Недавно один старый, по-видимому, давно охолодевший и изверившийся журналист слегка посмеялся над словом «чудо», которое так часто произносится теперь: по его мнению, чудес вообще не существует. По моему мнению, также чудес не существует, если под словом «чудо» понимать произвольное нарушение естественного, логического и неизбежного порядка вещей; но для меня же, смотрящего на самое жизнь, а не на таблицу умножения, – именно логика и является величайшим чудом. Ах, что бы было, если бы логика, действительно, царила над жизнью, если бы в этой нашей проклятой человеческой жизни, где столько бессмысленных несчастий, слез и диких обид, простейшее дважды два – четыре не было редчайшим чудом, равным претворению воды в прекрасное вино!

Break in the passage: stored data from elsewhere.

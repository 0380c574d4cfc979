use axum::{
    Json,
    extract::{FromRequest, Request, rejection::JsonRejection},
};
use serde::de::DeserializeOwned;

use crate::error::{AppError, FieldErrors};

// Prefix axum puts in front of the serde error of a JSON data rejection
const DATA_ERROR_PREFIX: &str = "Failed to deserialize the JSON body into the target type: ";

/// `Json<T>` whose rejections come back as the same 400 validation body
/// the handlers produce, keyed by the offending field when there is one.
pub struct ValidJson<T>(pub T);

impl<S, T> FromRequest<S> for ValidJson<T>
where
    T: DeserializeOwned,
    S: Send + Sync,
{
    type Rejection = AppError;

    async fn from_request(req: Request, state: &S) -> Result<Self, Self::Rejection> {
        match Json::<T>::from_request(req, state).await {
            Ok(Json(value)) => Ok(ValidJson(value)),
            Err(rejection) => Err(AppError::Validation(rejection_errors(&rejection))),
        }
    }
}

fn rejection_errors(rejection: &JsonRejection) -> FieldErrors {
    let (field, message) = match rejection {
        JsonRejection::JsonDataError(e) => (data_error_field(&e.body_text()), "Valor inválido"),
        JsonRejection::JsonSyntaxError(_) => ("body".to_string(), "JSON inválido"),
        JsonRejection::MissingJsonContentType(_) => (
            "body".to_string(),
            "O corpo deve ser enviado como application/json",
        ),
        _ => ("body".to_string(), "Corpo da requisição inválido"),
    };

    let mut errors = FieldErrors::new();
    errors.insert(field, vec![message.to_string()]);
    errors
}

// "termsAccepted: invalid type: ..." -> "termsAccepted"; errors without a
// field path (wrong top-level type) land on "body"
fn data_error_field(body_text: &str) -> String {
    let detail = body_text.strip_prefix(DATA_ERROR_PREFIX).unwrap_or(body_text);
    match detail.split_once(": ") {
        Some((path, _)) if !path.is_empty() && !path.contains(' ') => path.to_string(),
        _ => "body".to_string(),
    }
}
use crate::error::AppError;
use crate::metrics;

pub async fn metrics_handler() -> Result<String, AppError> {
    metrics::render().map_err(AppError::Internal)
}
use axum::{Json, response::IntoResponse};

// health handler
pub async fn health_handler() -> impl IntoResponse {
    Json(serde_json::json!({
        "status": "healthy",
        "timestamp": chrono::Utc::now().to_rfc3339()
    }))
}
use axum::{Json, extract::State};
use std::sync::Arc;
use std::time::Instant;
use tracing::{info, warn};

use crate::error::AppError;
use crate::extract::ValidJson;
use crate::mailer::Invitation;
use crate::metrics::{
    INVITATION_FAILURES, RATE_LIMIT_TRACKED, REGISTRATIONS, REGISTRATIONS_LIMITED,
    REQUEST_LATENCY, REQUEST_TOTAL,
};
use crate::models::{MessageResponse, RegisterEmailRequest};
use crate::state::AppState;
use crate::telemetry::email_fingerprint;

pub async fn register_email_handler(
    State(state): State<Arc<AppState>>,
    ValidJson(payload): ValidJson<RegisterEmailRequest>,
) -> Result<Json<MessageResponse>, AppError> {
    REQUEST_TOTAL.inc();
    let start_time = Instant::now();

    let email = payload.validate()?;
    let tag = email_fingerprint(&email);

    // one quota per mailbox, whatever the casing
    let admitted = state.rate_limiter.check_and_record(&email.to_lowercase());
    RATE_LIMIT_TRACKED.set(state.rate_limiter.tracked() as f64);

    if !admitted {
        REGISTRATIONS_LIMITED.inc();
        warn!(email = %tag, "Registration rate limited");
        return Err(AppError::RateLimited);
    }
    REGISTRATIONS.inc();

    let invitation = Invitation::new(&state.base_url, &email);
    if let Err(e) = state.mailer.send(&invitation).await {
        INVITATION_FAILURES.inc();
        return Err(e);
    }

    REQUEST_LATENCY.observe(start_time.elapsed().as_secs_f64());
    info!(email = %tag, "Invitation dispatched");

    Ok(Json(MessageResponse {
        message: "Email enviado com sucesso!",
    }))
}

Разве погибали бы теперь в страшнейшей из войн миллионы лично ни в чем не повинных людей, если бы ясный силлогизм, а не темный и страшный алогизм лежал в основе нашего сложного и неразгаданного бытия? Логика – вот чудо; дважды два – четыре – вот то необыкновенное счастье, которое так редко выпадает на нашу долю!
И как назвал я чудом и обрадовался, словно чуду, отрезвлению России и возрождению Польши, – так и близкое разрешение «еврейского вопроса», древнейшего и самого темного из алогизмов, мне кажется чудесным, веет чем-то праздничным на душу, вызывает чувство светлой и огромной радости, близкой к благоговению... И то, что для меня, как и для многих других русских писателей, все это никогда не было даже вопросом, отнюдь не умаляет чувства необыкновенности готового свершиться; ведь и простой братский поцелуй представляется почти что чудом, и способность растрогать до слез в ту пору, когда правилом жизни и высшей мудростью ее является свирепая братская поножовщина.

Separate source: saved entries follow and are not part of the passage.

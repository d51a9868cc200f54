//! Appium session adapter.
//!
//! [`AppiumDriver`] wraps a [`fantoccini::Client`] and drives it from a
//! private current-thread `tokio` runtime, so the rest of the framework stays
//! synchronous. Lookups fantoccini has a [`Locator`] for go through
//! [`Client::find`]. Resource ids, Appium-only strategies and the context
//! endpoints are issued as [`SessionCommand`]s.

use std::fmt;
use std::future::Future;
use std::time::Duration;

use fantoccini::actions::{InputSource, PointerAction, TouchActions, MOUSE_BUTTON_LEFT};
use fantoccini::elements::{Element, ElementRef};
use fantoccini::error::CmdError;
use fantoccini::wd::WebDriverCompatibleCommand;
use fantoccini::{Client, ClientBuilder, Locator};
use http::Method;
use serde_json::{json, Map, Value};
use tokio::runtime::Runtime;
use url::Url;
use webdriver::common::WebElement;

use crate::config::DeviceConfig;
use crate::driver::{ElementId, MobileDriver, Point, WindowSize};
use crate::locator::{LocatorStrategy, Selector};
use crate::result::{AppError, AppResult};

fn driver_error(e: impl fmt::Display) -> AppError {
    AppError::driver(e.to_string())
}

/// Command against `/session/{id}/<path>` that fantoccini has no method for
#[derive(Debug, Clone, PartialEq)]
pub struct SessionCommand {
    method: Method,
    path: String,
    body: Option<Value>,
}

impl SessionCommand {
    /// Element lookup with the strategy's wire name
    #[must_use]
    pub fn find(selector: &Selector) -> Self {
        Self {
            method: Method::POST,
            path: "element".to_string(),
            body: Some(json!({ "using": selector.strategy.wire_name(), "value": selector.value })),
        }
    }

    /// `GET contexts`
    #[must_use]
    pub fn contexts() -> Self {
        Self {
            method: Method::GET,
            path: "contexts".to_string(),
            body: None,
        }
    }

    /// `POST context`
    #[must_use]
    pub fn set_context(name: &str) -> Self {
        Self {
            method: Method::POST,
            path: "context".to_string(),
            body: Some(json!({ "name": name })),
        }
    }
}

impl WebDriverCompatibleCommand for SessionCommand {
    fn endpoint(&self, base_url: &Url, session_id: Option<&str>) -> Result<Url, url::ParseError> {
        let session = session_id.unwrap_or_default();
        base_url.join(&format!("session/{session}/{}", self.path))
    }

    fn method_and_body(&self, _request_url: &Url) -> (Method, Option<String>) {
        (self.method.clone(), self.body.as_ref().map(Value::to_string))
    }
}

/// fantoccini locator for strategies that keep their W3C meaning in Appium.
///
/// `id` is excluded: fantoccini rewrites it to an `@id` XPath, while Appium
/// matches it against the native resource id.
#[must_use]
pub fn w3c_locator(selector: &Selector) -> Option<Locator<'_>> {
    match selector.strategy {
        LocatorStrategy::XPath => Some(Locator::XPath(&selector.value)),
        LocatorStrategy::CssSelector => Some(Locator::Css(&selector.value)),
        LocatorStrategy::LinkText => Some(Locator::LinkText(&selector.value)),
        _ => None,
    }
}

/// One-finger press, move and release
#[must_use]
pub fn swipe_gesture(start: Point, end: Point, duration: Duration) -> TouchActions {
    TouchActions::new("finger1".to_string())
        .then(PointerAction::MoveTo {
            duration: None,
            x: start.x.into(),
            y: start.y.into(),
        })
        .then(PointerAction::Down {
            button: MOUSE_BUTTON_LEFT,
        })
        .then(PointerAction::MoveTo {
            duration: Some(duration),
            x: end.x.into(),
            y: end.y.into(),
        })
        .then(PointerAction::Up {
            button: MOUSE_BUTTON_LEFT,
        })
}

/// Live session on an Appium server.
///
/// [`MobileDriver::quit`] ends the session; a driver dropped without it
/// quits on a best-effort basis.
pub struct AppiumDriver {
    client: Client,
    runtime: Runtime,
    server_url: String,
    session_id: String,
    closed: bool,
}

impl fmt::Debug for AppiumDriver {
    fn fmt(&self, f: &mut fmt::Formatter<'_>) -> fmt::Result {
        f.debug_struct("AppiumDriver")
            .field("server_url", &self.server_url)
            .field("session_id", &self.session_id)
            .field("closed", &self.closed)
            .finish_non_exhaustive()
    }
}

impl AppiumDriver {
    /// Open a session with the active platform's capabilities.
    ///
    /// `app_path` is added as the `app` capability when given.
    pub fn start(config: &DeviceConfig, app_path: Option<&str>) -> AppResult<Self> {
        Self::connect(config.server_url(), config.session_capabilities(app_path))
    }

    /// Open a session on `server_url` with explicit capabilities
    pub fn connect(server_url: &str, capabilities: Map<String, Value>) -> AppResult<Self> {
        let runtime = tokio::runtime::Builder::new_current_thread()
            .enable_all()
            .build()?;
        let client = runtime
            .block_on(
                ClientBuilder::native()
                    .capabilities(capabilities)
                    .connect(server_url),
            )
            .map_err(driver_error)?;
        let session_id = runtime
            .block_on(client.session_id())
            .map_err(driver_error)?
            .unwrap_or_default();

        tracing::info!(server = %server_url, session = %session_id, "session started");
        Ok(Self {
            client,
            runtime,
            server_url: server_url.to_string(),
            session_id,
            closed: false,
        })
    }

    /// Server-assigned session id
    #[must_use]
    pub fn session_id(&self) -> &str {
        &self.session_id
    }

    /// URL of the server
    #[must_use]
    pub fn server_url(&self) -> &str {
        &self.server_url
    }

    fn block_on<F: Future>(&self, fut: F) -> F::Output {
        self.runtime.block_on(fut)
    }

    fn issue(&self, command: SessionCommand) -> Result<Value, CmdError> {
        tracing::debug!(?command, "appium command");
        self.block_on(self.client.issue_cmd(command))
    }

    fn element(&self, id: &ElementId) -> Element {
        Element::from_element_id(self.client.clone(), ElementRef::from(id.as_str().to_string()))
    }

    fn lookup(&self, selector: &Selector) -> Result<String, CmdError> {
        match w3c_locator(selector) {
            Some(locator) => self
                .block_on(self.client.find(locator))
                .map(|element| element.element_id().to_string()),
            None => {
                let value = self.issue(SessionCommand::find(selector))?;
                let element: WebElement = serde_json::from_value(value).map_err(CmdError::Json)?;
                Ok(element.0)
            }
        }
    }
}

impl MobileDriver for AppiumDriver {
    fn find_element(&self, selector: &Selector) -> AppResult<Option<ElementId>> {
        match self.lookup(selector) {
            Ok(id) => Ok(Some(ElementId::new(id))),
            Err(e) if e.is_miss() => Ok(None),
            Err(e) => Err(driver_error(e)),
        }
    }

    fn click(&mut self, element: &ElementId) -> AppResult<()> {
        self.block_on(self.element(element).click())
            .map_err(driver_error)
    }

    fn clear(&mut self, element: &ElementId) -> AppResult<()> {
        self.block_on(self.element(element).clear())
            .map_err(driver_error)
    }

    fn send_keys(&mut self, element: &ElementId, text: &str) -> AppResult<()> {
        self.block_on(self.element(element).send_keys(text))
            .map_err(driver_error)
    }

    fn text(&self, element: &ElementId) -> AppResult<String> {
        self.block_on(self.element(element).text())
            .map_err(driver_error)
    }

    fn window_size(&self) -> AppResult<WindowSize> {
        let (width, height) = self
            .block_on(self.client.get_window_size())
            .map_err(driver_error)?;
        Ok(WindowSize::new(width as u32, height as u32))
    }

    fn swipe(&mut self, start: Point, end: Point, duration: Duration) -> AppResult<()> {
        let gesture = swipe_gesture(start, end, duration);
        self.block_on(async {
            self.client.perform_actions(gesture).await?;
            self.client.release_actions().await
        })
        .map_err(driver_error)
    }

    fn screenshot_png(&self) -> AppResult<Vec<u8>> {
        self.block_on(self.client.screenshot())
            .map_err(driver_error)
    }

    fn contexts(&self) -> AppResult<Vec<String>> {
        let value = self.issue(SessionCommand::contexts()).map_err(driver_error)?;
        Ok(serde_json::from_value(value)?)
    }

    fn set_context(&mut self, name: &str) -> AppResult<()> {
        self.issue(SessionCommand::set_context(name))
            .map(drop)
            .map_err(driver_error)
    }

    fn page_source(&self) -> AppResult<String> {
        self.block_on(self.client.source()).map_err(driver_error)
    }

    fn quit(&mut self) -> AppResult<()> {
        if self.closed {
            return Ok(());
        }
        self.closed = true;
        self.block_on(self.client.clone().close())
            .map_err(driver_error)?;
        tracing::info!(session = %self.session_id, "session closed");
        Ok(())
    }
}

impl Drop for AppiumDriver {
    fn drop(&mut self) {
        if self.closed {
            return;
        }
        if let Err(e) = self.quit() {
            tracing::warn!(session = %self.session_id, error = %e, "failed to close session on drop");
        }
    }
}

И как мне, русскому интеллигенту, не чувствовать этой необыкновенности, когда наряду с разрешением «вопроса» вдруг раскрепощается и моя душа, выскакивает из замкнутого круга привычно тяжелых и однообразных переживаний, избавляется от боли, которая, сопровождая меня всю жизнь, приобрела все черты тех хронических и неизлечимых страданий, от которых избавление только в могиле. Ведь если для самих евреев черта оседлости, норма и прочее являлось роковым и неподвижным фактом, искажавшим всю их жизнь, то для меня, русского, она служила чем-то вроде горба на спине, неподвижного и уродливого нароста, неизвестно, когда и при каких условиях полученного. Но куда бы я ни шел и что бы я ни делал, горб тащился со мною; он ночью мешал мне спать, а в часы бодрствования, на людях, он преисполнял меня ощущением конфуза и стыда, как ходячую, хотя и безвинную кривду.
Я не хочу доказывать основательность и справедливость новых мероприятий и ломиться в дверь, которая для меня всегда была открыта, но вот об этом горбе моем я позволю себе сказать еще несколько слов. Когда вскочил на мою спину «Еврейский вопрос»? Я не знаю. Я родился с ним и под ним. Но с того первого момента, как я сознательно отнесся к жизни, и вплоть до настоящей минуты я живу в его вредной атмосфере, дышу ядовитым воздухом, которым окружены все эти «вопросы», все эти темные, мучительные, несносные для ума алогизмы.
Кому это нужно? Для кого это хорошо? Ведь если это существует, поддерживается, кем-то яростно и неизменно утверждается, то ведь должен быть определенный смысл: очевидно, черта оседлости, учебная норма и прочее увеличивают для человечества сумму радостей, поднимают жизнь на высоту, расширяют пределы человеческих возможностей. Так думал я, исходя от логики, и, от той же логики исходя, на все означенные вопросы я мог ответить только голым отрицанием: никому не нужно, ни для кого не хорошо; не только не увеличивает сумму радостей на земле, но плодит множество совершенно ненужных, бессмысленных страданий, слез, крови, давит одних и скверно развращает других. И, сознавая это, видя ясно, как Б-жий день, что в еврейском «вопросе» нет никакого вопроса, – я, русский интеллигент, счастливый представитель державного племени, чувствовал себя бессильным и обреченным лишь на бесплоднейшее томление духа. Ибо все ясные доводы моего интеллигентского ума, самые горячие тирады и речи, искреннейшие слезы сочувствия и вопли негодования неизменно разбивались о какую-то глухую и неотзывчивую стену. А всякое бессилие, если оно не способно помешать преступлению, становится соучастничеством; и вот получилось в конце концов дикое положение: ни в чем лично не погрешив против брата, для всех третьих лиц и для самого брата я приобретал отталкивающее обличие Каина.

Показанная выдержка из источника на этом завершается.